What to produce ▸ Line count for the string "return": state how many lines in the records below hold it, giving only the number.

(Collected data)
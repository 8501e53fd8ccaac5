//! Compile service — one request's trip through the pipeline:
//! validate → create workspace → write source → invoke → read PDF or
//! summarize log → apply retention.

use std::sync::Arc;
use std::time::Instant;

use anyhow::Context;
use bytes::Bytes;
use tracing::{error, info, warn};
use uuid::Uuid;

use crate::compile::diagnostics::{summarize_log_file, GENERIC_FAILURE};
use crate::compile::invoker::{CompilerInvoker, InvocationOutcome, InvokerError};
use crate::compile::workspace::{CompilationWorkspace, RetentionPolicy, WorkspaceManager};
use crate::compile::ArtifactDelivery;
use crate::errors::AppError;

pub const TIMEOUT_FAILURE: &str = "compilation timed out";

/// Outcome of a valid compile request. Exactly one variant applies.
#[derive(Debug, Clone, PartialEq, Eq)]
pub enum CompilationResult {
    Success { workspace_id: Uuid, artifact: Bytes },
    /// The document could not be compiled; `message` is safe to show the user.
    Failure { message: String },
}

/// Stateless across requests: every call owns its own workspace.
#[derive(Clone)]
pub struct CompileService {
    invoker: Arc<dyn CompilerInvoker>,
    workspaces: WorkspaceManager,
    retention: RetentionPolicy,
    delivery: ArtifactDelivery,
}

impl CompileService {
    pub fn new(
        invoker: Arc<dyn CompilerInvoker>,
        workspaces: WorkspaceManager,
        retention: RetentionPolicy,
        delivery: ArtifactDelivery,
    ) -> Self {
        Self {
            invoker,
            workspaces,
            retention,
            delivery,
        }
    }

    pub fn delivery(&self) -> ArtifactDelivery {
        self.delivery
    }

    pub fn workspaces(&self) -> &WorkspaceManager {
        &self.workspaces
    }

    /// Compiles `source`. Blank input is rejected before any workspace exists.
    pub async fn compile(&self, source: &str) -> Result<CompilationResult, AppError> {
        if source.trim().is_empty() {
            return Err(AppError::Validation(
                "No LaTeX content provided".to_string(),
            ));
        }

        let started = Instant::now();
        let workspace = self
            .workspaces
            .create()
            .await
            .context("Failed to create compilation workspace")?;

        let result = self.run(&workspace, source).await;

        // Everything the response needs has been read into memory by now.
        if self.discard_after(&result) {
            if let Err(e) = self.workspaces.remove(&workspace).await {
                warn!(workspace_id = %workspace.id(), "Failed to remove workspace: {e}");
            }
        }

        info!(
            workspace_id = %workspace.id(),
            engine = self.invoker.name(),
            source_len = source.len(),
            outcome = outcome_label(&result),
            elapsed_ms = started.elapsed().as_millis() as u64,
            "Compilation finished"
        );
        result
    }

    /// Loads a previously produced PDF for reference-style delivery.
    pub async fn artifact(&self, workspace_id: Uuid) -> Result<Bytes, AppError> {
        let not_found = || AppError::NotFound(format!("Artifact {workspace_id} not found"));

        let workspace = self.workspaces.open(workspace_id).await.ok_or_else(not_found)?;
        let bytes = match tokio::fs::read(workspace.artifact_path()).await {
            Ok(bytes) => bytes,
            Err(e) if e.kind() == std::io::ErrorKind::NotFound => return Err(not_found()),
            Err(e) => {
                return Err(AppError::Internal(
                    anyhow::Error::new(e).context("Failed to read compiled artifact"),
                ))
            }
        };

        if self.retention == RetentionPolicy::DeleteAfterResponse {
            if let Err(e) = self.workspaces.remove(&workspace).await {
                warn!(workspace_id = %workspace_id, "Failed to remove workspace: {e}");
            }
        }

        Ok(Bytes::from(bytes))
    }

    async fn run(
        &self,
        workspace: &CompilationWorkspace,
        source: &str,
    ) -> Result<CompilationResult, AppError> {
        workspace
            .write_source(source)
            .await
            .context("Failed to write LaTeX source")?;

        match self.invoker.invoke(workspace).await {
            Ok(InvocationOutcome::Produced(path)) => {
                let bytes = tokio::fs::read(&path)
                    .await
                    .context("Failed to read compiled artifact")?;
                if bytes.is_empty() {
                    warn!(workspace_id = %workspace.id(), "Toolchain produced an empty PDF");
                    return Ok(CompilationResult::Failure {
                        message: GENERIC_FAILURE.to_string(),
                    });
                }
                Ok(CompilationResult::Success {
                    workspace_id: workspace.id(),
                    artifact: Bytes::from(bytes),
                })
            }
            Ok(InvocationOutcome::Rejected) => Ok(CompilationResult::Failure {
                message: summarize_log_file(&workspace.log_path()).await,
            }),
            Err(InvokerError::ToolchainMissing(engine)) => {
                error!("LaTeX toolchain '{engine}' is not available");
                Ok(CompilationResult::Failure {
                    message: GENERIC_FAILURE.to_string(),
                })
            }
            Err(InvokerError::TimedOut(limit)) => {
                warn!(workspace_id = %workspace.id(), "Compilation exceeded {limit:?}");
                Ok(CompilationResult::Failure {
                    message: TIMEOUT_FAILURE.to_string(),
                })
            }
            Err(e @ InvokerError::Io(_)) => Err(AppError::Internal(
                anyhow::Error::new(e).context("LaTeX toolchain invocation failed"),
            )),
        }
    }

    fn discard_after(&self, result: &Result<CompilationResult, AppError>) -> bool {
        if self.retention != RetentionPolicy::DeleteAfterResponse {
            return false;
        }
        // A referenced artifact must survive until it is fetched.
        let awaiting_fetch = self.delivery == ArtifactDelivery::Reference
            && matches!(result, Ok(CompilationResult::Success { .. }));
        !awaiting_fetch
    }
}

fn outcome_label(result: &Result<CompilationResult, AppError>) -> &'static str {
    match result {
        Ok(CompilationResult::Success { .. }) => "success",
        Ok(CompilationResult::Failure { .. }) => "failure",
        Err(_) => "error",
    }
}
* * *
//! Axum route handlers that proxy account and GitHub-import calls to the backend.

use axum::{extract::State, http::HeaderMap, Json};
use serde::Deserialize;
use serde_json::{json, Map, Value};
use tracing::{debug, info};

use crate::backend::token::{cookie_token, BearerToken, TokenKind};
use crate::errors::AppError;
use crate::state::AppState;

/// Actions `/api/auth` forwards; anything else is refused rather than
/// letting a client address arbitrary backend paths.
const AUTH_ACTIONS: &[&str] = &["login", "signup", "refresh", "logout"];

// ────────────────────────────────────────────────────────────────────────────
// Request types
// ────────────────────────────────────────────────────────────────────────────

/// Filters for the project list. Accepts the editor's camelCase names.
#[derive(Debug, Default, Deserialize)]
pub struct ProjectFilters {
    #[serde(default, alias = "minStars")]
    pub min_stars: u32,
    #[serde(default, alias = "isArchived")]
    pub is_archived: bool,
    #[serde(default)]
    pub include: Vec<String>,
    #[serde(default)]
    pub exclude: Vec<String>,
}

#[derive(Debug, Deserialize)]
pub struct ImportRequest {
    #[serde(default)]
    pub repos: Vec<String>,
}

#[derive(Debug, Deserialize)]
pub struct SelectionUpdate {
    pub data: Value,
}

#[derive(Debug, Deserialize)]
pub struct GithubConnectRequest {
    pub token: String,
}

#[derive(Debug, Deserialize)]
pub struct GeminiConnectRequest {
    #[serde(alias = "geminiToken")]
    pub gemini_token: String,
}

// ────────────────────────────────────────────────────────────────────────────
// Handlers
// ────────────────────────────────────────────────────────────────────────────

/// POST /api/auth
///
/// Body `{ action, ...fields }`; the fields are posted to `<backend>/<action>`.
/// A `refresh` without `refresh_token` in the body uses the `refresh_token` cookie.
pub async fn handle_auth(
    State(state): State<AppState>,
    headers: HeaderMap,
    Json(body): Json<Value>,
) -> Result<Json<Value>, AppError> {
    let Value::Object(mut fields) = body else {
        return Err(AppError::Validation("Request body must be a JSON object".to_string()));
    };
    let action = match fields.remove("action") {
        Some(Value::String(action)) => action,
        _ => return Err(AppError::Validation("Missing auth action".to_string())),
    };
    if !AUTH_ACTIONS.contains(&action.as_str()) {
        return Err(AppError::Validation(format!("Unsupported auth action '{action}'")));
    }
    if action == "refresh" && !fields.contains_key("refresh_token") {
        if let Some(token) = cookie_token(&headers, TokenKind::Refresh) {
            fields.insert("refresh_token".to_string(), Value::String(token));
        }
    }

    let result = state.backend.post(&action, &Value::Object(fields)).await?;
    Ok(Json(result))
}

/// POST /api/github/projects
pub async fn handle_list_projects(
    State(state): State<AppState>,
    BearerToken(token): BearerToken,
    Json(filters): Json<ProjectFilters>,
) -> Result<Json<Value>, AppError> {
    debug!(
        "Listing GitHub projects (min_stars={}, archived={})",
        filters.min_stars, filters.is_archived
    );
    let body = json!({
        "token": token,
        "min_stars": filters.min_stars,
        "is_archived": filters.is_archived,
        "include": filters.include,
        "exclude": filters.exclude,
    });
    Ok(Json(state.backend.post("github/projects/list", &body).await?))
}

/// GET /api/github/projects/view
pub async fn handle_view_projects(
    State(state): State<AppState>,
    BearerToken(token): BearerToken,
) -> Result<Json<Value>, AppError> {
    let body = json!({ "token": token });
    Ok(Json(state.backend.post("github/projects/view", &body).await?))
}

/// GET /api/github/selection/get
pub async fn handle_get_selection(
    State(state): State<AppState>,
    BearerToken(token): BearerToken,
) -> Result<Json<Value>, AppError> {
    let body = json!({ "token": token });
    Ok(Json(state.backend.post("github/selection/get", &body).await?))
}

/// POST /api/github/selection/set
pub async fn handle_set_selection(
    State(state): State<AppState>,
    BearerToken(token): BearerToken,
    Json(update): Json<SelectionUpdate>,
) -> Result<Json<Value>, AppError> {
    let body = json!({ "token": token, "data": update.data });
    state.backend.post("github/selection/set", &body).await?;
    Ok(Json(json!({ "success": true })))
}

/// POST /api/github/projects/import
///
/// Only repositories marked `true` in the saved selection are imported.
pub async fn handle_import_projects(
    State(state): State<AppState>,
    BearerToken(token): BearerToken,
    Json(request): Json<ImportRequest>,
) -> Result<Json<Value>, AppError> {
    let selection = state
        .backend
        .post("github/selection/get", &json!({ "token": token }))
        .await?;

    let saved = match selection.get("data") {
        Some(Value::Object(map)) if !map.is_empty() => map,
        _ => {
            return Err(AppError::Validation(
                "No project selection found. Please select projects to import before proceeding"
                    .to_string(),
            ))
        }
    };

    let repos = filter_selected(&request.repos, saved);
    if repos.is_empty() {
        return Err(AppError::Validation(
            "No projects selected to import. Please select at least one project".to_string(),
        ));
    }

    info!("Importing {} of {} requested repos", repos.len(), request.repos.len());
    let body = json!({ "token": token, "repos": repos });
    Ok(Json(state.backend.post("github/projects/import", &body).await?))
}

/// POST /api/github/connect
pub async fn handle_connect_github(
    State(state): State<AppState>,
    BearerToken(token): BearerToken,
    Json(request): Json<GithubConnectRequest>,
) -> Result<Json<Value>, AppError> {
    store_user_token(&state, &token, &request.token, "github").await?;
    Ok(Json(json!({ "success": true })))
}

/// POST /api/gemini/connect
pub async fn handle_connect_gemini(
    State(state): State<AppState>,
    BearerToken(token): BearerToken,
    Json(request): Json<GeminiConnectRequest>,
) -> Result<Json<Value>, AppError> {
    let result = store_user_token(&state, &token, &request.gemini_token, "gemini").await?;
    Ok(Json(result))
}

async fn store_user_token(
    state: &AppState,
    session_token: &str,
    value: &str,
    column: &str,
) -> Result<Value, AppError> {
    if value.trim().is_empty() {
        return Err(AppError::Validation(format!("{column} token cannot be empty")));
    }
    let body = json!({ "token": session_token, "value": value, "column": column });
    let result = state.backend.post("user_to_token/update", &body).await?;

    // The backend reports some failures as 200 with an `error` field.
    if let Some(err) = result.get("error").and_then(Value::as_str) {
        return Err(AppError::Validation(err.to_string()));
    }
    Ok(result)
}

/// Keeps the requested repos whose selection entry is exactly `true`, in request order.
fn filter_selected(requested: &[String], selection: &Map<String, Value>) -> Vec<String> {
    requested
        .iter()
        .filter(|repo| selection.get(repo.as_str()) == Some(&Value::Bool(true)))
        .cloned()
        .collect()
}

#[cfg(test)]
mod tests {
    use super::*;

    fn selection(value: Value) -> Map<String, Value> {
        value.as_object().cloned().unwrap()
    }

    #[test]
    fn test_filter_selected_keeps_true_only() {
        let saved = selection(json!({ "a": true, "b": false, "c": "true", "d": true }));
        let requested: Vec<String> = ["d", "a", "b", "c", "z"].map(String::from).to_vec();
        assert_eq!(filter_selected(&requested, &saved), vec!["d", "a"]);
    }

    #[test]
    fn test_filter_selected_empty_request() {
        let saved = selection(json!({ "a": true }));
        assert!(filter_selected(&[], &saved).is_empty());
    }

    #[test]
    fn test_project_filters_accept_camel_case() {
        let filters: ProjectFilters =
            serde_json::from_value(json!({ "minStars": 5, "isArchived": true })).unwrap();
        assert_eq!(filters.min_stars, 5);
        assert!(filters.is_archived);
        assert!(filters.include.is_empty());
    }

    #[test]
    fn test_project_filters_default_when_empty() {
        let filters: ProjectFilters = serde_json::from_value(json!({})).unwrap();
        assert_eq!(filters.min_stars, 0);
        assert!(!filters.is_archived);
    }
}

Solution for this problem ▸ 12